Moholy-Nagy fu – come scrisse, ne L’arte moderna 1770-1970, Giulio Carlo Argan - «il più moderno degli artisti della prima metà di questo secolo, cosciente della crisi della professione artistica in un’epoca caratterizzata dall’egemonia industriale e dalla conseguente trasformazione di tutto il sistema del lavoro, della produzione, del consumo».  Spaziò in svariati campi, dalla pittura all’architettura, dalla scenografia alla fotografia, dal cinema allo studio dello spazio fisico, realizzando disegni e dipinti, fotografie e sculture, installazioni meccaniche e luminose. Inoltre l’artista ungherese si impegnò con intensità nell’educazione all’arte e al design alla scuola d’arte del Bauhaus di Dessau (1923-1928) e poi alla School of Design di Chicago (dal 1938).

La storiografia riconosce a Moholy-Nagy un ruolo analogo a quello di De Stijl e del Bauhaus nell’attribuire ai mestieri dell’arte una nuova funzione dentro il contesto della civiltà moderna aggiungendo valore estetico agli oggetti di produzione seriale. Al Bauhaus di Walter Gropius (1883-1969) era stata abolita la distinzione classicista fra arti belle e arti meccaniche (o applicate), erano svaniti i confini tra artigianato, scultura e pittura che venivano unite nel lavoro dell’architettura e del design. Siamo sulla via che dal futurismo e dal costruttivismo avrebbe portato all’Industrial Design e all’orizzonte aperto delle arti visuali degli anni ’60 e ’70: l’arte analitica, l’optical, l’arte cinetica.
Gli anni ’30 del Novecento hanno, in questo, rappresentato un vero e proprio crocevia del secolo. Nel mentre che si affievoliva lo slancio estetico e culturale delle Avanguardie storiche e si manifestavano le pulsioni ideologiche e nostalgiche del “ritorno all’ordine”, in quel momento le arti visive intrapresero una via decisamente nuova, che avrebbe avuto grande rilievo nella seconda parte del Novecento: quella dell’ibridazione di arte e tecnologia, di forme estetiche e società di massa.

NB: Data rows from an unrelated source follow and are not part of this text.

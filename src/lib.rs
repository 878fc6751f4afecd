//! `Wayfarer` - AI-assisted travel planning
//!
//! This library provides city lookup, live weather retrieval, LLM-backed
//! itinerary generation, and paginated PDF report export for trip planning.

pub mod cities;
pub mod config;
pub mod error;
pub mod generation;
pub mod models;
pub mod planner;
pub mod report;
pub mod weather;

// Re-export core types for public API
pub use cities::City;
pub use config::WayfarerConfig;
pub use error::WayfarerError;
pub use generation::{ItineraryGenerator, OpenAiGenerator};
pub use models::{Itinerary, Location, TravelStyle, TripRequest, WeatherSnapshot};
pub use planner::{Planner, Session};
pub use report::{FontFile, FontSource};
pub use weather::WeatherClient;

/// Library version
pub const VERSION: &str = env!("CARGO_PKG_VERSION");

/// Core result type used throughout the library
pub type Result<T> = std::result::Result<T, WayfarerError>;
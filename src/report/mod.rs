//! Report Builder: fixed A4 layout, pagination, and PDF export
//!
//! The builder consumes a trip request, an optional weather snapshot, and
//! the itinerary text, and produces a paginated PDF. Layout and rendering
//! are split so pagination stays testable without any font asset.

pub mod font;
pub mod layout;
mod pdf;

pub use font::{EmbeddedFont, FontFile, FontSource};
pub use layout::{lay_out, PageLayout, SpanKind, TextSpan};
pub use pdf::render;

Nella mostra della GAM, in esclusiva per l’Italia, si vede una selezione di dipinti, fotografie e grafiche originali di Moholy-Nagy che attraversa un arco di tempo che va dagli anni Dieci agli anni Quaranta. Ad essa si aggiungono tre suoi filmati che uniscono alla visualizzazione di tipo meccanico della fotografia e della cinepresa l’esplorazione di una dimensione estetica sganciata dalla figurazione e dalla descrizione realistica, incentrata sulla cognizione astratta e sulla percezione quantitativa di forme, suoni e tempi. Molti autori hanno collegato le ricerche sulla fotografia astratta e sulla visualizzazione di materiali industriali di Moholy-Nagy alle ricerche della Gestaltpsychologie e della fenomenologia della percezione.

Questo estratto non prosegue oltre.